“Düşünmeden çıktı yola
Yalpalaya yalpalaya”
Bu kumaştan bir elbise çıkmazdı, biliyordu. Yine de evirdi çevirdi,
çekti sündürdü. Olsun istedi, varsın az gelsin kumaşı, ille de dikecekti
elbiseyi. Nafile çaba…
Neyi bekler ki insan hayatı boyunca? Belki de sadece mutlu
olmayı. Herkes için göreceli olsa da yaptığımız her şey, değil mi ki bir yudum
mutluluk için. Yanlış tercihler, saplanıp kalmalar, ordan oraya savrulmalar
hep, mutluyum diyebilmek içindi işte. Çabalayıp durdu işte, o da herkes gibi
kendince. Bekledi durdu değişecek bu düzen diye, gülmek için ağız dolusu… Razıyım dedi, bu kadarı da yeter. Yoksa niye
bir metrelik kumaştan iki metrelik performans beklesin ki deli kız? Her şey
mutluluk için…
Çıktı bir yola deli kız, mutluluk beni de bulacak dedi ama hep arka teker ön tekeri takip etmeye
devam ediyordu işte!.. Girmişti bir çıkmaz yola, zorlamanın anlamı yoktu
aslında. Bir seri katilden kaçar gibi, çeyizini de alıp gitmeli…

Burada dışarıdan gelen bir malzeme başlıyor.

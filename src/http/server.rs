//! HTTP server setup and configuration.
//!
//! # Responsibilities
//! - Create the Axum router with all user routes
//! - Wire up middleware (request ID, tracing, timeout, body limit)
//! - Serve on a bound listener until shutdown is signalled

use axum::{
    body::Body,
    extract::DefaultBodyLimit,
    http::Request,
    routing::{get, post},
    Router,
};
use std::sync::Arc;
use std::time::Duration;
use tokio::net::TcpListener;
use tokio::sync::broadcast;
use tower_http::{
    request_id::{MakeRequestUuid, PropagateRequestIdLayer, SetRequestIdLayer},
    timeout::TimeoutLayer,
    trace::TraceLayer,
};

use crate::config::ServiceConfig;
use crate::http::handlers;
use crate::store::UserStore;

/// Application state injected into handlers.
#[derive(Clone)]
pub struct AppState {
    pub store: Arc<UserStore>,
}

impl AppState {
    pub fn new(store: Arc<UserStore>) -> Self {
        Self { store }
    }
}

/// Build the Axum router with all middleware layers.
#[allow(deprecated)]
pub fn build_router(config: &ServiceConfig, state: AppState) -> Router {
    Router::new()
        .route("/users", post(handlers::create_user).get(handlers::get_user_by_query))
        .route(
            "/users/{id}",
            get(handlers::get_user)
                .put(handlers::update_user)
                .delete(handlers::delete_user),
        )
        .route("/status", get(handlers::get_status))
        .with_state(state)
        .layer(DefaultBodyLimit::max(config.limits.max_body_size))
        .layer(TimeoutLayer::new(Duration::from_secs(config.timeouts.request_secs)))
        .layer(PropagateRequestIdLayer::x_request_id())
        .layer(TraceLayer::new_for_http().make_span_with(|request: &Request<Body>| {
            let request_id = request
                .headers()
                .get("x-request-id")
                .and_then(|v| v.to_str().ok())
                .unwrap_or("unknown");
            tracing::info_span!(
                "request",
                method = %request.method(),
                uri = %request.uri(),
                request_id = %request_id,
            )
        }))
        .layer(SetRequestIdLayer::x_request_id(MakeRequestUuid))
}

/// HTTP server for the user service.
pub struct HttpServer {
    router: Router,
    store: Arc<UserStore>,
    config: ServiceConfig,
}

impl HttpServer {
    /// Create a server with a fresh, empty store.
    pub fn new(config: ServiceConfig) -> Self {
        Self::with_store(config, Arc::new(UserStore::new()))
    }

    /// Create a server around an existing store.
    pub fn with_store(config: ServiceConfig, store: Arc<UserStore>) -> Self {
        let router = build_router(&config, AppState::new(store.clone()));
        Self {
            router,
            store,
            config,
        }
    }

    /// Run the server until `shutdown` fires, then drain in-flight requests.
    pub async fn run(
        self,
        listener: TcpListener,
        mut shutdown: broadcast::Receiver<()>,
    ) -> Result<(), std::io::Error> {
        let addr = listener.local_addr()?;
        tracing::info!(address = %addr, "HTTP server starting");

        axum::serve(listener, self.router)
            .with_graceful_shutdown(async move {
                let _ = shutdown.recv().await;
                tracing::info!("Shutdown signal received");
            })
            .await?;

        tracing::info!(users = self.store.len(), "HTTP server stopped");
        Ok(())
    }

    pub fn store(&self) -> &Arc<UserStore> {
        &self.store
    }

    pub fn config(&self) -> &ServiceConfig {
        &self.config
    }
}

Sandığı açtı bizim deli kız, of neler yok ki içinde. Sevinçler,
gözyaşları, umutlar, hayal kırıklıkları… O da sedece mutlu olmak istemişti
herkes gibi. Öyle denedi olmadı, böyle denedi tutmadı. Ne dolu kap aldı ne de
boş kap doldu hayatında. Yalpalaya yalpalaya geçti ömrün yarısı. Dante’nin tam
da ortasındayım dediği ömrün yirmi
sonrası.
Yalpalayarak kalktı ayağa. Topladı pılını pırtısını, tepti
hepsini sandığa. Anladı ki, beklememek gerek mutluluğun kapıyı çalmasını.
Delice gülmek gerek hayata, o kapıyı çalmasa da…
Hiç yorum yok:
Yorum Gönder
Yorumunuz alınmıştır.Teşekkürler...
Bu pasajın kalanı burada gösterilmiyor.